Piers wrote:

> Over on use.perl, someone spotted what looks like a bug in the example
> program which (if it *is* a bug) is fixed by using unary '*', but
> that's not what I'm writing about here.

I'll admit I'm not sure whether it is a bug or not. I've asked Larry for
clarification and will post an update as soon as he responds.

 
> In the discussion of the yadda yadda yadda operator, Damian says that
> 
>    ... in this example, Err::BadData is *never* completely defined. So
>    we'd get a fatal compile-time error ...
> 
> Surely it would be better to make it a 'CHECK' time error (or whatever
> CHECK's equivalent will be in perl 6. ie, it happens after compilation
> has finished, but before runtime starts.

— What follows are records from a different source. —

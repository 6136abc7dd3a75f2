//! Who called the hook?
//!
//! Stable Rust has no `__builtin_return_address(0)`, and walking frame
//! pointers only works if everything was built with them. So the exported
//! symbol is a naked trampoline instead: on entry the return address is still
//! sitting where the call instruction put it, the trampoline copies it into
//! the next free argument register and tail-jumps to the real hook, which
//! takes it as one extra trailing `usize` parameter and returns straight to
//! the original caller.
//!
//! `site in N` names the zero-based argument slot that receives the address,
//! i.e. the number of arguments the exported function itself takes.

/// Define `#[no_mangle]` exports that forward their arguments plus their
/// return address to a hook.
///
/// ```ignore
/// callsite_trampoline! {
///     pub unsafe extern "C" fn malloc(size: size_t) -> *mut c_void => malloc_at, site in 1;
/// }
/// ```
#[cfg(target_arch = "x86_64")]
#[allow(unused_macros)]
macro_rules! callsite_trampoline {
    // [rsp] is the return address until something is pushed
    (@forward $target:path, 1) => {
        ::core::arch::naked_asm!("mov rsi, [rsp]", "jmp {target}", target = sym $target)
    };
    (@forward $target:path, 2) => {
        ::core::arch::naked_asm!("mov rdx, [rsp]", "jmp {target}", target = sym $target)
    };
    (@forward $target:path, 3) => {
        ::core::arch::naked_asm!("mov rcx, [rsp]", "jmp {target}", target = sym $target)
    };
    ($($body:tt)*) => {
        $crate::arch::callsite::define_trampolines!($($body)*);
    };
}

#[cfg(target_arch = "aarch64")]
#[allow(unused_macros)]
macro_rules! callsite_trampoline {
    // x30 is the link register, untouched until we call anything
    (@forward $target:path, 1) => {
        ::core::arch::naked_asm!("mov x1, x30", "b {target}", target = sym $target)
    };
    (@forward $target:path, 2) => {
        ::core::arch::naked_asm!("mov x2, x30", "b {target}", target = sym $target)
    };
    (@forward $target:path, 3) => {
        ::core::arch::naked_asm!("mov x3, x30", "b {target}", target = sym $target)
    };
    ($($body:tt)*) => {
        $crate::arch::callsite::define_trampolines!($($body)*);
    };
}

#[cfg(not(any(target_arch = "x86_64", target_arch = "aarch64")))]
#[allow(unused_macros)]
macro_rules! callsite_trampoline {
    ($($body:tt)*) => {
        compile_error!("call-site capture is only implemented for x86_64 and aarch64");
    };
}

#[allow(unused_macros)]
macro_rules! define_trampolines {
    ($(
        $(#[$meta:meta])*
        pub unsafe extern $abi:tt fn $name:ident($($arg:ident: $ty:ty),* $(,)?) -> $ret:ty
            => $target:path, site in $slot:tt;
    )*) => {$(
        $(#[$meta])*
        #[unsafe(naked)]
        #[unsafe(no_mangle)]
        #[allow(unused_variables)]
        pub unsafe extern $abi fn $name($($arg: $ty),*) -> $ret {
            $crate::arch::callsite::callsite_trampoline!(@forward $target, $slot)
        }
    )*};
}

#[allow(unused_imports)]
pub(crate) use {callsite_trampoline, define_trampolines};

That way, the likes of
> B::Deparse can still do useful work.

Well, I consider C<CHECK> to be part of of compile-time,
so I don't think we're disagreeing. :-)


> Also, some sort of pragmatic control would be nice, say
> 
>    use incomplete;

or perhaps:

        no strict 'definitions'.


>        when IgnoreableException {
>            redo; # Hmm... how do I say 'redo the block containing the
>                  # block containing the block containing the redo'?
>                  # Labels are one way I guess, but how about 'redo 2'
>                  # meaning 'go up two blocks from here'
>        }
>    }

As described in E4, you make the block containing the block containing the
block containing the C<redo> a C<loop> block (or a labelled block).


> Then one could also use
> 
>     method abstract_method {...}
> 
> in abstract, or semi abstract class definitions, then again
> 
>     method abstract_method is abstract;
> 
> might well be a better bet, but that depends on whether a method
> definition without a block is going to be legal syntax in perl 6 (and
> reading between the lines of E4, I don't think it will be).

Larry indicated to me that blockless declarations of methods and subs
would be illegal. So you'd probably have to write:

        method abstract_method is abstract {...}

And the C<is abstract> would absolve your method from the compile-time "method
'abstract_method' was never defined" error.